● GOAL OF THE EXERCISE
Say how many lines below hold the word "then"; give the number by itself.

● DATA PROVIDED
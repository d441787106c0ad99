//! Conversation context: role-tagged fragments under a token budget.
//!
//! Append-only with oldest-first eviction. The first system fragment is
//! pinned and never evicted.

use crate::budget::TRUNCATION_MARKER;
use crate::token::{
    MESSAGE_OVERHEAD_TOKENS, bytes_for_tokens, estimate_message_tokens, estimate_tokens,
    truncate_at_char_boundary,
};
use rpgforge_core::message::{Message, Role};
use tracing::debug;

#[derive(Debug, Clone)]
pub struct ConversationContext {
    budget_tokens: usize,
    fragments: Vec<Message>,
    pinned: Option<usize>,
}

impl ConversationContext {
    pub fn new(budget_tokens: usize) -> Self {
        Self {
            budget_tokens,
            fragments: Vec::new(),
            pinned: None,
        }
    }

    pub fn budget_tokens(&self) -> usize {
        self.budget_tokens
    }

    /// Estimated tokens of all fragments, message overhead included.
    pub fn tokens(&self) -> usize {
        self.fragments.iter().map(estimate_message_tokens).sum()
    }

    pub fn len(&self) -> usize {
        self.fragments.len()
    }

    pub fn is_empty(&self) -> bool {
        self.fragments.is_empty()
    }

    /// Append a fragment, then evict the oldest unpinned fragments until the
    /// context fits again. Returns how many fragments were evicted.
    ///
    /// If the new fragment alone still does not fit, its text is cut from
    /// the tail; if not even the message overhead fits, it is discarded.
    pub fn push(&mut self, role: Role, text: impl Into<String>) -> usize {
        if role == Role::System && self.pinned.is_none() {
            self.pinned = Some(self.fragments.len());
        }
        self.fragments.push(Message::new(role, text));

        let mut evicted = 0;
        while self.tokens() > self.budget_tokens {
            let newest = self.fragments.len() - 1;
            let victim = (0..newest).find(|&i| Some(i) != self.pinned);
            match victim {
                Some(i) => {
                    self.fragments.remove(i);
                    if let Some(p) = self.pinned.as_mut() {
                        if *p > i {
                            *p -= 1;
                        }
                    }
                    evicted += 1;
                }
                None => {
                    self.shrink_newest();
                    break;
                }
            }
        }

        if evicted > 0 {
            debug!(evicted, tokens = self.tokens(), "Conversation fragments evicted");
        }
        evicted
    }

    fn shrink_newest(&mut self) {
        let others: usize = self.fragments[..self.fragments.len() - 1]
            .iter()
            .map(estimate_message_tokens)
            .sum();
        let available = self
            .budget_tokens
            .saturating_sub(others + MESSAGE_OVERHEAD_TOKENS);
        let marker = estimate_tokens(TRUNCATION_MARKER);

        let newest = self.fragments.len() - 1;
        if available <= marker {
            let dropped = self.fragments.remove(newest);
            if self.pinned == Some(newest) {
                self.pinned = None;
            }
            debug!(role = %dropped.role, "Fragment does not fit; discarded");
            return;
        }

        let message = &mut self.fragments[newest];
        let mut text =
            truncate_at_char_boundary(&message.content, bytes_for_tokens(available - marker))
                .to_string();
        text.push_str(TRUNCATION_MARKER);
        message.content = text;
    }

    pub fn messages(&self) -> &[Message] {
        &self.fragments
    }

    /// The fragments as provider messages, in order.
    pub fn to_messages(&self) -> Vec<Message> {
        self.fragments.clone()
    }
}

#[cfg(test)]
mod tests {
    use super::*;

    #[test]
    fn keeps_everything_within_budget() {
        let mut ctx = ConversationContext::new(100);
        ctx.push(Role::System, "You write RPG.");
        ctx.push(Role::User, "Write a procedure.");
        assert_eq!(ctx.len(), 2);
        assert!(ctx.tokens() <= 100);
        assert_eq!(ctx.to_messages()[0].role, Role::System);
    }

    #[test]
    fn evicts_oldest_but_never_the_pinned_system_fragment() {
        let mut ctx = ConversationContext::new(40);
        ctx.push(Role::System, "sys"); // 1 + 4
        ctx.push(Role::User, "a".repeat(40)); // 10 + 4
        ctx.push(Role::Assistant, "b".repeat(40)); // 10 + 4
        assert_eq!(ctx.len(), 3);

        let evicted = ctx.push(Role::User, "c".repeat(40));
        assert_eq!(evicted, 1);
        let messages = ctx.to_messages();
        assert_eq!(messages[0].content, "sys");
        assert!(messages[1].content.starts_with('b'));
        assert!(messages[2].content.starts_with('c'));
        assert!(ctx.tokens() <= 40);
    }

    #[test]
    fn later_system_fragments_are_not_pinned() {
        let mut ctx = ConversationContext::new(30);
        ctx.push(Role::System, "first");
        ctx.push(Role::System, "x".repeat(40));
        ctx.push(Role::User, "y".repeat(40));
        let messages = ctx.to_messages();
        assert_eq!(messages[0].content, "first");
        assert!(messages.iter().all(|m| !m.content.starts_with('x')));
    }

    #[test]
    fn oversized_fragment_is_truncated_to_fit() {
        let mut ctx = ConversationContext::new(200);
        ctx.push(Role::System, "sys");
        ctx.push(Role::User, "z".repeat(10_000));
        assert_eq!(ctx.len(), 2);
        assert!(ctx.tokens() <= 200);
        assert!(ctx.messages()[1].content.ends_with(TRUNCATION_MARKER));
    }

    #[test]
    fn fragment_is_discarded_when_nothing_fits() {
        let mut ctx = ConversationContext::new(8);
        ctx.push(Role::System, "sys"); // 5 tokens
        ctx.push(Role::User, "too long for what is left");
        assert_eq!(ctx.len(), 1);
        assert!(ctx.tokens() <= 8);
    }
}
//! Storage traits: the document registry and the artifact archive.
//!
//! Both stores are shared between concurrent requests. Implementations must
//! allow concurrent reads and serialize writes internally.
//!
//! Implementations: file-backed (JSONL index + per-entry files), in-memory.

use async_trait::async_trait;
use chrono::Duration;
use crate::artifact::{Artifact, ArtifactSummary, ArtifactType};
use crate::document::{Document, DocumentId, DocumentType};
use crate::error::StoreError;

/// Registry of uploaded documents.
#[async_trait]
pub trait DocumentStore: Send + Sync {
    /// The backend name (e.g., "file", "memory").
    fn name(&self) -> &str;

    /// Store a new document. Fails with `DuplicateId` on an id collision.
    ///
    /// `original` holds the raw uploaded bytes, when available, so backends
    /// can keep the source file next to the extracted text.
    async fn put(&self, document: Document, original: Option<&[u8]>) -> Result<DocumentId, StoreError>;

    /// Get a document by id.
    async fn get(&self, id: &DocumentId) -> Result<Document, StoreError>;

    /// List documents in upload order, optionally filtered by type.
    async fn list(&self, filter: Option<DocumentType>) -> Result<Vec<Document>, StoreError>;

    /// Total document count.
    async fn count(&self) -> Result<usize, StoreError>;

    /// Persist anything still buffered. Called on shutdown.
    async fn flush(&self) -> Result<(), StoreError> {
        Ok(())
    }
}

/// Archive of generated artifacts.
#[async_trait]
pub trait ArtifactStore: Send + Sync {
    /// The backend name (e.g., "file", "memory").
    fn name(&self) -> &str;

    /// Store a new artifact. Fails with `DuplicateId` on an id collision.
    async fn create(&self, artifact: Artifact) -> Result<String, StoreError>;

    /// Get an artifact by id.
    async fn get(&self, id: &str) -> Result<Artifact, StoreError>;

    /// List artifacts newest first, optionally filtered by type.
    async fn list(&self, filter: Option<ArtifactType>) -> Result<Vec<ArtifactSummary>, StoreError>;

    /// Remove artifacts created more than `older_than` ago. Returns how many were removed.
    async fn sweep(&self, older_than: Duration) -> Result<usize, StoreError>;

    /// Total artifact count.
    async fn count(&self) -> Result<usize, StoreError>;

    /// Persist anything still buffered. Called on shutdown.
    async fn flush(&self) -> Result<(), StoreError> {
        Ok(())
    }
}
//! `rpgforge status`: Show configuration and storage status.

use rpgforge_core::{ArtifactStore, DocumentStore};
use rpgforge_store::{FileArtifactStore, FileDocumentStore};
use std::path::Path;

pub async fn run(config_path: &Path, json: bool) -> Result<(), Box<dyn std::error::Error>> {
    let config = super::load_config(config_path)?;
    let root = config.storage.root_dir();

    let documents = FileDocumentStore::new(&root).count().await?;
    let artifacts = FileArtifactStore::new(&root).count().await?;

    if json {
        let status = serde_json::json!({
            "config_file": config_path,
            "config_file_exists": config_path.exists(),
            "storage_dir": root,
            "documents": documents,
            "artifacts": artifacts,
            "deployment": config.llm.deployment,
            "backend_configured": config.has_llm_credentials(),
            "gateway": format!("{}:{}", config.gateway.host, config.gateway.port),
            "context_ceiling_tokens": config.context.ceiling_tokens,
            "max_response_tokens": config.llm.max_response_tokens,
            "artifact_retention_days": config.storage.artifact_retention_days,
        });
        println!("{}", serde_json::to_string_pretty(&status)?);
        return Ok(());
    }

    println!("rpgforge Status");
    println!("===============");
    println!("  Config file:  {}", config_path.display());
    println!("  Storage dir:  {}", root.display());
    println!("  Documents:    {documents}");
    println!("  Artifacts:    {artifacts}");
    println!("  Deployment:   {}", config.llm.deployment);
    println!(
        "  Backend:      {}",
        if config.has_llm_credentials() { "configured" } else { "not configured" }
    );
    println!("  Gateway:      {}:{}", config.gateway.host, config.gateway.port);
    println!(
        "  Context:      {} tokens ({} reserved for answers)",
        config.context.ceiling_tokens, config.llm.max_response_tokens
    );
    println!("  Retention:    {} days", config.storage.artifact_retention_days);

    if config_path.exists() {
        println!("\n  Config file found");
    } else {
        println!("\n  No config file, using defaults (run `rpgforge config init`)");
    }

    Ok(())
}
impl DispatchSettings {
    pub fn from_config(config: &AppConfig) -> Self {
        Self {
            deployment: config.llm.deployment.clone(),
            temperature: config.llm.temperature,
            max_response_tokens: config.llm.max_response_tokens,
            ceiling_tokens: config.context.ceiling_tokens,
            min_part_tokens: config.context.min_part_tokens,
            max_reference_sections: config.context.max_reference_sections,
        }
    }

    /// Tokens available for all prompt messages.
    fn prompt_tokens(&self) -> usize {
        self.ceiling_tokens
            .saturating_sub(self.max_response_tokens as usize)
    }
}

/// The answer to one tool call.
#[derive(Debug, Clone, Default, Serialize)]
pub struct ToolOutput {
    pub text: String,
    #[serde(skip_serializing_if = "Option::is_none")]
    pub data: Option<serde_json::Value>,
    #[serde(skip_serializing_if = "Option::is_none")]
    pub artifact_id: Option<String>,
    /// Reference sections that reached the prompt.
    #[serde(skip_serializing_if = "Vec::is_empty")]
    pub references: Vec<String>,
    /// Parts that were cut short to fit.
    #[serde(skip_serializing_if = "Vec::is_empty")]
    pub truncated: Vec<String>,
    /// Parts that did not fit at all.
    #[serde(skip_serializing_if = "Vec::is_empty")]
    pub dropped: Vec<String>,
}

impl ToolOutput {
    fn text(text: impl Into<String>) -> Self {
        Self {
            text: text.into(),
            ..Default::default()
        }
    }

    fn with_data(mut self, data: impl Serialize) -> Self {
        self.data = serde_json::to_value(data).ok();
        self
    }
}

/// Document metadata plus what the server derived from it.
#[derive(Debug, Clone, Serialize)]
pub struct DocumentListing {
    #[serde(flatten)]
    pub summary: DocumentSummary,
    pub section_count: usize,
    pub code_example_count: usize,
}

#[derive(Serialize)]
struct GenerationData<'a> {
    model: &'a str,
    usage: Option<&'a Usage>,
    used_tokens: usize,
    limit_tokens: usize,
}

#[derive(Serialize)]
struct SectionTitle<'a> {
    document_id: &'a str,
    filename: &'a str,
    title: &'a str,
    content_type: SectionContentType,
    order_index: usize,
}

#[derive(Serialize)]
struct CodeExample<'a> {
    source: &'a str,
    #[serde(rename = "type")]
    kind: &'static str,
    language: &'static str,
    code: &'a str,
}

pub struct ToolDispatcher {
    documents: Arc<dyn DocumentStore>,
    artifacts: Arc<dyn ArtifactStore>,
    index: Arc<SectionIndex>,
    ingestor: Arc<DocumentIngestor>,
    provider: Option<Arc<dyn Provider>>,
    settings: DispatchSettings,
    budgeter: ContextBudgeter,
}
//! Completion backend clients for rpgforge.
//!
//! All providers implement the `rpgforge_core::Provider` trait. The server
//! talks to a single Azure OpenAI deployment through a [`RetryingProvider`].

pub mod azure_openai;
pub mod retry;

pub use azure_openai::AzureOpenAiProvider;
pub use retry::{RetryPolicy, RetryingProvider};

use rpgforge_config::AppConfig;
use rpgforge_core::error::ProviderError;
use rpgforge_core::Provider;
use std::sync::Arc;

/// Build the configured completion backend, wrapped in the retry policy.
///
/// Fails with `NotConfigured` when the endpoint or API key is missing.
pub fn build_from_config(config: &AppConfig) -> Result<Arc<dyn Provider>, ProviderError> {
    let azure = AzureOpenAiProvider::from_config(&config.llm)?;
    let policy = RetryPolicy::from_config(&config.llm);
    tracing::info!(
        deployment = %azure.deployment(),
        max_attempts = policy.max_attempts,
        "Completion backend configured"
    );
    Ok(Arc::new(RetryingProvider::new(Arc::new(azure), policy)))
}
//! Text extractors for uploaded files (Markdown, PDF).

use rpgforge_core::error::UploadError;
use rpgforge_core::extract::{ExtractedContent, TextExtractor};
use tracing::{debug, warn};

/// Markdown is stored as-is after UTF-8 validation.
pub struct MarkdownExtractor;

impl TextExtractor for MarkdownExtractor {
    fn format(&self) -> &str {
        "markdown"
    }

    fn extensions(&self) -> &[&str] {
        &["md", "markdown"]
    }

    fn extract(&self, filename: &str, bytes: &[u8]) -> Result<ExtractedContent, UploadError> {
        let text = std::str::from_utf8(bytes).map_err(|e| UploadError::Corrupt {
            filename: filename.to_string(),
            format: self.format().to_string(),
            reason: format!("invalid UTF-8: {e}"),
        })?;
        let text = text.strip_prefix('\u{feff}').unwrap_or(text);

        Ok(ExtractedContent {
            text: text.to_string(),
            page_count: None,
            images: Vec::new(),
        })
    }
}

/// PDF text via `pdf-extract`, one `--- Page N ---` marker per page.
///
/// Embedded images are not extracted.
pub struct PdfExtractor;

impl PdfExtractor {
    fn join_pages(pages: &[String]) -> String {
        let mut text = String::new();
        for (i, page) in pages.iter().enumerate() {
            if i > 0 {
                text.push('\n');
            }
            text.push_str(&format!("--- Page {} ---\n", i + 1));
            text.push_str(page.trim_end());
            text.push('\n');
        }
        text
    }
}

impl TextExtractor for PdfExtractor {
    fn format(&self) -> &str {
        "pdf"
    }

    fn extensions(&self) -> &[&str] {
        &["pdf"]
    }

    fn extract(&self, filename: &str, bytes: &[u8]) -> Result<ExtractedContent, UploadError> {
        let corrupt = |reason: String| UploadError::Corrupt {
            filename: filename.to_string(),
            format: "pdf".to_string(),
            reason,
        };

        // The parser panics on some malformed inputs instead of returning an error.
        let pages = std::panic::catch_unwind(|| pdf_extract::extract_text_from_mem_by_pages(bytes))
            .map_err(|_| corrupt("parser aborted on malformed input".into()))?
            .map_err(|e| corrupt(e.to_string()))?;

        debug!(filename, pages = pages.len(), "PDF text extracted");

        Ok(ExtractedContent {
            text: Self::join_pages(&pages),
            page_count: Some(pages.len() as u32),
            images: Vec::new(),
        })
    }
}

/// The set of extractors the server accepts uploads for.
pub struct Extractors {
    extractors: Vec<Box<dyn TextExtractor>>,
}

impl Default for Extractors {
    fn default() -> Self {
        Self {
            extractors: vec![Box::new(PdfExtractor), Box::new(MarkdownExtractor)],
        }
    }
}

impl Extractors {
    /// Lower-case file extensions with a registered extractor.
    pub fn supported_extensions(&self) -> Vec<&str> {
        self.extractors
            .iter()
            .flat_map(|e| e.extensions().iter().copied())
            .collect()
    }

    pub fn for_filename(&self, filename: &str) -> Result<&dyn TextExtractor, UploadError> {
        let extension = filename
            .rsplit_once('.')
            .map(|(_, ext)| ext.to_ascii_lowercase())
            .unwrap_or_default();

        self.extractors
            .iter()
            .find(|e| e.handles(&extension))
            .map(|e| &**e)
            .ok_or(UploadError::UnsupportedFormat { extension })
    }

    /// Validate and extract an upload.
    ///
    /// Checks run cheapest first: extension, size, emptiness, then the parser.
    pub fn extract(
        &self,
        filename: &str,
        bytes: &[u8],
        max_bytes: usize,
    ) -> Result<ExtractedContent, UploadError> {
        let extractor = self.for_filename(filename)?;

        if bytes.len() > max_bytes {
            return Err(UploadError::TooLarge {
                filename: filename.to_string(),
                size: bytes.len(),
                max: max_bytes,
            });
        }
        if bytes.is_empty() {
            return Err(UploadError::Empty(filename.to_string()));
        }

        let content = extractor.extract(filename, bytes)?;
        if content.text.trim().is_empty() && extractor.format() == "markdown" {
            return Err(UploadError::Empty(filename.to_string()));
        }
        if content.text.trim().is_empty() {
            warn!(filename, "No extractable text found");
        }
        Ok(content)
    }
}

● TASK RESULT
2